Would you please report how many lines of the listing contain "coords"? Reply with that number only.

**LISTED RECORDS:**
======
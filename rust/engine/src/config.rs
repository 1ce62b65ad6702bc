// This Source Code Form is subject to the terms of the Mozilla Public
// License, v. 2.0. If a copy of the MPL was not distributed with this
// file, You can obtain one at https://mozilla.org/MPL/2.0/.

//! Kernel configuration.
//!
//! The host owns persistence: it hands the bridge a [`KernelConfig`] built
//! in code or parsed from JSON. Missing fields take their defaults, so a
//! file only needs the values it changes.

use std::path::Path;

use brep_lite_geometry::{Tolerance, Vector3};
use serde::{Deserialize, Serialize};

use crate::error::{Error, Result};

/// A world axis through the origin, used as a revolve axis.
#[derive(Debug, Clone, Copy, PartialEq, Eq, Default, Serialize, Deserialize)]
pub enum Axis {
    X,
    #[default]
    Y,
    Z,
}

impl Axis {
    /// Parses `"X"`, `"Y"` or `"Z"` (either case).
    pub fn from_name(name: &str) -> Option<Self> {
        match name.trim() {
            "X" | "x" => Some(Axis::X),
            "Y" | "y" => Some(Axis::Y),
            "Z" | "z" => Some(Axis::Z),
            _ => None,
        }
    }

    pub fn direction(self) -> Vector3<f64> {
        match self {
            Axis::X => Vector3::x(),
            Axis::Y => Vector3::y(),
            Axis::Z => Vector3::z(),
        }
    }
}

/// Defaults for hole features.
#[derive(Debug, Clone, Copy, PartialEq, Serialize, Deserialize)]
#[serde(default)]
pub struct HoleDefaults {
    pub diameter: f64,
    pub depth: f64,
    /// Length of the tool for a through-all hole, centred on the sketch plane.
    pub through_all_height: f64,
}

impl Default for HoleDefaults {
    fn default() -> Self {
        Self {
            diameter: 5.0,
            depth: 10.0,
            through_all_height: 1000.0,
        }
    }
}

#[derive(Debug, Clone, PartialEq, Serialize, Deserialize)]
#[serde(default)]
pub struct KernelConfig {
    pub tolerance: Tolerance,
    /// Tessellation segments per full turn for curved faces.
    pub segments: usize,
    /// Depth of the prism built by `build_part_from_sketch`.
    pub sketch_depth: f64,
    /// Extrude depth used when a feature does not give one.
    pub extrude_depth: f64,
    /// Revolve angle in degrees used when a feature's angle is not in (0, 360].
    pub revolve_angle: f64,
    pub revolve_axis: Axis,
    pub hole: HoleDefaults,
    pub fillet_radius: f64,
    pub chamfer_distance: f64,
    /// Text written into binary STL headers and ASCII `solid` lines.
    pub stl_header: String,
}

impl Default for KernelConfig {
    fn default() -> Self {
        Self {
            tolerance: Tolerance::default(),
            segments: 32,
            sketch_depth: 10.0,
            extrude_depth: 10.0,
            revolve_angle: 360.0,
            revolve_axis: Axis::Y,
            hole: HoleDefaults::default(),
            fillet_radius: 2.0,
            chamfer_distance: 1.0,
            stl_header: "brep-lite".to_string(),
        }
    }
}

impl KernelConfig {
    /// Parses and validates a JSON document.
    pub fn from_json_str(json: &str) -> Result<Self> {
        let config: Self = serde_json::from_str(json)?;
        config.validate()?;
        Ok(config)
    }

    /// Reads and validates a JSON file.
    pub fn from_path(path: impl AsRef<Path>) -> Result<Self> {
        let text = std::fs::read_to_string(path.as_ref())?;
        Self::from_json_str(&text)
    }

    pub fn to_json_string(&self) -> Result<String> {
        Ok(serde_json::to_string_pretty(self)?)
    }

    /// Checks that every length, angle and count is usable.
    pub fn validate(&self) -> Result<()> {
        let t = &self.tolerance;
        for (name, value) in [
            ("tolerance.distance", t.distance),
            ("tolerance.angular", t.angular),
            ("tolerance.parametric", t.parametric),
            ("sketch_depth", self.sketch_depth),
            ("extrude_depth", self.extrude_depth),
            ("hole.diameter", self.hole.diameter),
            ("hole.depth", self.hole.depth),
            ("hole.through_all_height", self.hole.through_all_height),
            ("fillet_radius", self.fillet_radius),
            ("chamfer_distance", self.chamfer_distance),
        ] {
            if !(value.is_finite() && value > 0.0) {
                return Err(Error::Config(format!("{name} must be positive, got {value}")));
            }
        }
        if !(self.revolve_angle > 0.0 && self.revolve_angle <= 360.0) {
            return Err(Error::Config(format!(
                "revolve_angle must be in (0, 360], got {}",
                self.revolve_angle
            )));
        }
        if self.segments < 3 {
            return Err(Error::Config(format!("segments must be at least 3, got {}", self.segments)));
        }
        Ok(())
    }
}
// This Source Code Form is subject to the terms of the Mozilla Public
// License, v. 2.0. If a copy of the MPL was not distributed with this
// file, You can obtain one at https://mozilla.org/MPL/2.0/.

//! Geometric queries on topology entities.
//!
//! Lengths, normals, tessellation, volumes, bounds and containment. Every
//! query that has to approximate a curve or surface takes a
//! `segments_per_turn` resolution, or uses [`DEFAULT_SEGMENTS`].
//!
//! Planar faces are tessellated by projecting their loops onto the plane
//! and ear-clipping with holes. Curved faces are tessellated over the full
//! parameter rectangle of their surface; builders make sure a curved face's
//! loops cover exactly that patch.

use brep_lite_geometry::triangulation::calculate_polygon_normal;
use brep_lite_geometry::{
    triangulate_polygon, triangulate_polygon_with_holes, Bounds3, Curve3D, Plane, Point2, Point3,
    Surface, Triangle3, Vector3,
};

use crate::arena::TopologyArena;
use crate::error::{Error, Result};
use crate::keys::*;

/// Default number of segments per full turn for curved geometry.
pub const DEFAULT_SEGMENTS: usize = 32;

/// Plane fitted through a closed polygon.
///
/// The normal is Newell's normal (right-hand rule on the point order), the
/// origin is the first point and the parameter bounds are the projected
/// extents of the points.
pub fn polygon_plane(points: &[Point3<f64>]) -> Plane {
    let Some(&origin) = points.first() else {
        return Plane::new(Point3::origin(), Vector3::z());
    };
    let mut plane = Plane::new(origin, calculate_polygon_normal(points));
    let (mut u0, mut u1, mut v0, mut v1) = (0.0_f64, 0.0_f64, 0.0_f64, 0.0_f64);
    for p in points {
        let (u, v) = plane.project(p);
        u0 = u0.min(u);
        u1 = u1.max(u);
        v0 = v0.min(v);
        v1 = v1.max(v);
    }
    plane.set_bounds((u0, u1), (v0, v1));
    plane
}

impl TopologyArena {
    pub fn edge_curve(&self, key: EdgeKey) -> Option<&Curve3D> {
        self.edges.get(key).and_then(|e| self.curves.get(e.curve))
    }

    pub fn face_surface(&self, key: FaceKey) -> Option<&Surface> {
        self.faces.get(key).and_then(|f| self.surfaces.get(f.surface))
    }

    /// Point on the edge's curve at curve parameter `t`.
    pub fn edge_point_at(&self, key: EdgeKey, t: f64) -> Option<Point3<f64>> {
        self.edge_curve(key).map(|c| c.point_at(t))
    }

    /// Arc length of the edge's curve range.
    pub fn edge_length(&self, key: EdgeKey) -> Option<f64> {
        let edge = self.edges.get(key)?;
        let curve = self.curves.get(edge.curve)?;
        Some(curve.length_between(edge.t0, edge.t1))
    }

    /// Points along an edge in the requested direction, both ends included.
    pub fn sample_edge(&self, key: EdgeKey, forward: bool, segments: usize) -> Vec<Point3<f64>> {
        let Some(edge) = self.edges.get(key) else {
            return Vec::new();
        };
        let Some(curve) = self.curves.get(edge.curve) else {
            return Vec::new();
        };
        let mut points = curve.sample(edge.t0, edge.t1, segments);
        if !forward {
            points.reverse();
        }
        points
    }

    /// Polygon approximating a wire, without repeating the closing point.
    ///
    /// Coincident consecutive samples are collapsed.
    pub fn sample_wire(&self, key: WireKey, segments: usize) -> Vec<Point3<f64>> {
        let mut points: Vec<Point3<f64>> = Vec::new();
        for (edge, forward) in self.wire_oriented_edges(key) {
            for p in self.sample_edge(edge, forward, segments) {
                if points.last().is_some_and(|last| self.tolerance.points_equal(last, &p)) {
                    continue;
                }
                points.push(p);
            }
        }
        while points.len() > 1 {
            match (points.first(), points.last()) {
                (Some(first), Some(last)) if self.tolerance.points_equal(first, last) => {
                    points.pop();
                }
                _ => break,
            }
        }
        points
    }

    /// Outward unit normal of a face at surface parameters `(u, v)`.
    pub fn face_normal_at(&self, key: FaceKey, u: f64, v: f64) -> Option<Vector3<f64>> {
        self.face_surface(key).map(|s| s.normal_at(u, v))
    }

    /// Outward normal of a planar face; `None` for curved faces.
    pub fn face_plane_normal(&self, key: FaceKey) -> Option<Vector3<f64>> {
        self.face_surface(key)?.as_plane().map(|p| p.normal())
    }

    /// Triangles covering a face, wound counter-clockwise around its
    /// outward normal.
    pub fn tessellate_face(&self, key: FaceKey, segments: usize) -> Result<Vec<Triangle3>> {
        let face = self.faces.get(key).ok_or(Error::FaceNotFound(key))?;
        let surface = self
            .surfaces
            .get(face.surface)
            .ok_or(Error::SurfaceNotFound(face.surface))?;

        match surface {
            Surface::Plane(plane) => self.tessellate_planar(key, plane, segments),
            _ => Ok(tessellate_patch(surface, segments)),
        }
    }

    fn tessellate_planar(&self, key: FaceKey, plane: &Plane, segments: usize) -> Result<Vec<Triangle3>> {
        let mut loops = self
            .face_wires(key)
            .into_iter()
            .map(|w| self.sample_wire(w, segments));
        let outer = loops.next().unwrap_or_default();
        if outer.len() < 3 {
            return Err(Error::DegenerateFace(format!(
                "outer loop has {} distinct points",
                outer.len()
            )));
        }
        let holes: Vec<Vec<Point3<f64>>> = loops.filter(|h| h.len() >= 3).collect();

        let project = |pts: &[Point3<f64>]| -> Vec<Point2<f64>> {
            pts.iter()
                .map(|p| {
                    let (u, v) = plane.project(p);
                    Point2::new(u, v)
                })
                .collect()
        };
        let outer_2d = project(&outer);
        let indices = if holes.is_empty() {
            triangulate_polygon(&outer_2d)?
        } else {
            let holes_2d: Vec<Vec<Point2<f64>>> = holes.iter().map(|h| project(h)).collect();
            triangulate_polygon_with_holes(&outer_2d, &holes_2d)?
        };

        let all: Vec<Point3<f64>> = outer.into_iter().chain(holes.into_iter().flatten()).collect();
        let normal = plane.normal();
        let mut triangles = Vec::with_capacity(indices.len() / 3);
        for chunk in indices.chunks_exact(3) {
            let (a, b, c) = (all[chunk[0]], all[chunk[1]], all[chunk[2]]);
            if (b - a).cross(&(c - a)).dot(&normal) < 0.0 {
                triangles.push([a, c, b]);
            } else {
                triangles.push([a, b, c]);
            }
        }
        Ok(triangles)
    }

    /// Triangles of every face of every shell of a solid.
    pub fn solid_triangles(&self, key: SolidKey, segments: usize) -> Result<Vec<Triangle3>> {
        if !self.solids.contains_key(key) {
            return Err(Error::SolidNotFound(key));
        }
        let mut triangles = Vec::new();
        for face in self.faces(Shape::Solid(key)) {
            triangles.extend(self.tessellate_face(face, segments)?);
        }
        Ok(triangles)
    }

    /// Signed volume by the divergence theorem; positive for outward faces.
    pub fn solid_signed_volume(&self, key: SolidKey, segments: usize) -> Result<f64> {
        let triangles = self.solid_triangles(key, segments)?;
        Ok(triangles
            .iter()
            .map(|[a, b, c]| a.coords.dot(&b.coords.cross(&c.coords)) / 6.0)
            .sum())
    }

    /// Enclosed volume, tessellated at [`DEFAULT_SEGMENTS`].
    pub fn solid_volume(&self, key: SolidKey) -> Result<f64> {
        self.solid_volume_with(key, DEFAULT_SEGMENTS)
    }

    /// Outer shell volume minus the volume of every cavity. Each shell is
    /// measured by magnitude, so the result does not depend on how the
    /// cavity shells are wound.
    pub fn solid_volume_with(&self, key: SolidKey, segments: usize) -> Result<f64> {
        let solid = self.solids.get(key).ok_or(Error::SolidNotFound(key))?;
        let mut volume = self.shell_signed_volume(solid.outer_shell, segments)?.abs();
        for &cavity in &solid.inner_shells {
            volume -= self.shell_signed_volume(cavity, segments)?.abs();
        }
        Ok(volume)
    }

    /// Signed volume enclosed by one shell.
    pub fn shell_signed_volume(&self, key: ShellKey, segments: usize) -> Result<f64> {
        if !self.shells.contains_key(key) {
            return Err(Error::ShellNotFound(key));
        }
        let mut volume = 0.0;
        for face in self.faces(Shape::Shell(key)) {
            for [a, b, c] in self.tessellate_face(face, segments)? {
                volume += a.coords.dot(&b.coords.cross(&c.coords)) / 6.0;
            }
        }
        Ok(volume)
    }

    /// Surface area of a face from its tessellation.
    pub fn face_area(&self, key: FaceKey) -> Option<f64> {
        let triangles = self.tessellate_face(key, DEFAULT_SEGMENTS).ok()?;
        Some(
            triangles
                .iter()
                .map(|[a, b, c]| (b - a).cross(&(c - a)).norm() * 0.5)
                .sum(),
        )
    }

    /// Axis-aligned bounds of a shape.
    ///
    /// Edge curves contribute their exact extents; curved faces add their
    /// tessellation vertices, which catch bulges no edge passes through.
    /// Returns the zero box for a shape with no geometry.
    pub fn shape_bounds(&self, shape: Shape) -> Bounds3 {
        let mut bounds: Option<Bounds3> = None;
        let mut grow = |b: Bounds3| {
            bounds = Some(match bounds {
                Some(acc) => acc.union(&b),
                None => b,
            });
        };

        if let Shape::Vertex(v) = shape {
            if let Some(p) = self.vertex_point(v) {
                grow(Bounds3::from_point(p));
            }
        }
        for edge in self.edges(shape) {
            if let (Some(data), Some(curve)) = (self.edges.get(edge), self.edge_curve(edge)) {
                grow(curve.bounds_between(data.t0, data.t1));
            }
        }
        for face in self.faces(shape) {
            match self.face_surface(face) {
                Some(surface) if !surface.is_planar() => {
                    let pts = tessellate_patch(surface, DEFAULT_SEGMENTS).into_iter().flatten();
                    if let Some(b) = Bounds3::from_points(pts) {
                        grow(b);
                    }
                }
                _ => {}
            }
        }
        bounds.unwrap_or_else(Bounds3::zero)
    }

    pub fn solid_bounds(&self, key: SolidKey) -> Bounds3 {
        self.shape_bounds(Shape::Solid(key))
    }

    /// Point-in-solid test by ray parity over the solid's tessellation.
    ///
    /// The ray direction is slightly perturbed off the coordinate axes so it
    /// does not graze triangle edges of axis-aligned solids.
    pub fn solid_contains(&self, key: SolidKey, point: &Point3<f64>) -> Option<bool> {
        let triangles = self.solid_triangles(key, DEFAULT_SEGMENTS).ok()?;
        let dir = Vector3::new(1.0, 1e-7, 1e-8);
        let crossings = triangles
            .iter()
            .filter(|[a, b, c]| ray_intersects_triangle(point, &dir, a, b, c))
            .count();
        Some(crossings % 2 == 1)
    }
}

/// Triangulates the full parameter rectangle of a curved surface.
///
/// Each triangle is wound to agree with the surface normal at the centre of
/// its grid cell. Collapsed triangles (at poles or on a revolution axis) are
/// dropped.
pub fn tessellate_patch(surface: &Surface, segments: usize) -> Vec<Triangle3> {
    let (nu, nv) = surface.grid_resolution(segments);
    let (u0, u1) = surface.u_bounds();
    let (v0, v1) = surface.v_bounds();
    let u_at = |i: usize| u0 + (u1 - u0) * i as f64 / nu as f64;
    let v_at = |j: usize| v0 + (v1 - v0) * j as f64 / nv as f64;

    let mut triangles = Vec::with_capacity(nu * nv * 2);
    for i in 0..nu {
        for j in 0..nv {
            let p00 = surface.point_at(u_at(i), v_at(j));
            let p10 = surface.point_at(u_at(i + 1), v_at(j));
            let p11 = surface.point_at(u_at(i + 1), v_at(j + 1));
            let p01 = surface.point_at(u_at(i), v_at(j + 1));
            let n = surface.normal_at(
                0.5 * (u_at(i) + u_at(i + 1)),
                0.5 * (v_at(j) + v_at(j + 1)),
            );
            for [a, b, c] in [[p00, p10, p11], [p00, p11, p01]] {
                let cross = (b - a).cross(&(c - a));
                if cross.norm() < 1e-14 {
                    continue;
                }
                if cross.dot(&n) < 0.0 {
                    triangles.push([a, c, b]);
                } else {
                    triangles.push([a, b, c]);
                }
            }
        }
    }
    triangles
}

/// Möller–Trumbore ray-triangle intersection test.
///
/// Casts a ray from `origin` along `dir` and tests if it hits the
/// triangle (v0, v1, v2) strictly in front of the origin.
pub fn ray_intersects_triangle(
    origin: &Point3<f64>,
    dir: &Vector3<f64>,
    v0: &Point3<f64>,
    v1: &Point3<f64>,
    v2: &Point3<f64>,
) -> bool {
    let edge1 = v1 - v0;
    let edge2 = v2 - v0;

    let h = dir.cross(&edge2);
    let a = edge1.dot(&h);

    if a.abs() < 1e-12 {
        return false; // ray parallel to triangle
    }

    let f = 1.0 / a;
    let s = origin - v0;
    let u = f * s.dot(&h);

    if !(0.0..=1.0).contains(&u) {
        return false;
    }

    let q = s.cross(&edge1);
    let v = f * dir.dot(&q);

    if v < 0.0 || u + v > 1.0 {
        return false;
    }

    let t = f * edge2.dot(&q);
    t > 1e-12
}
======
**OUTPUT:** 2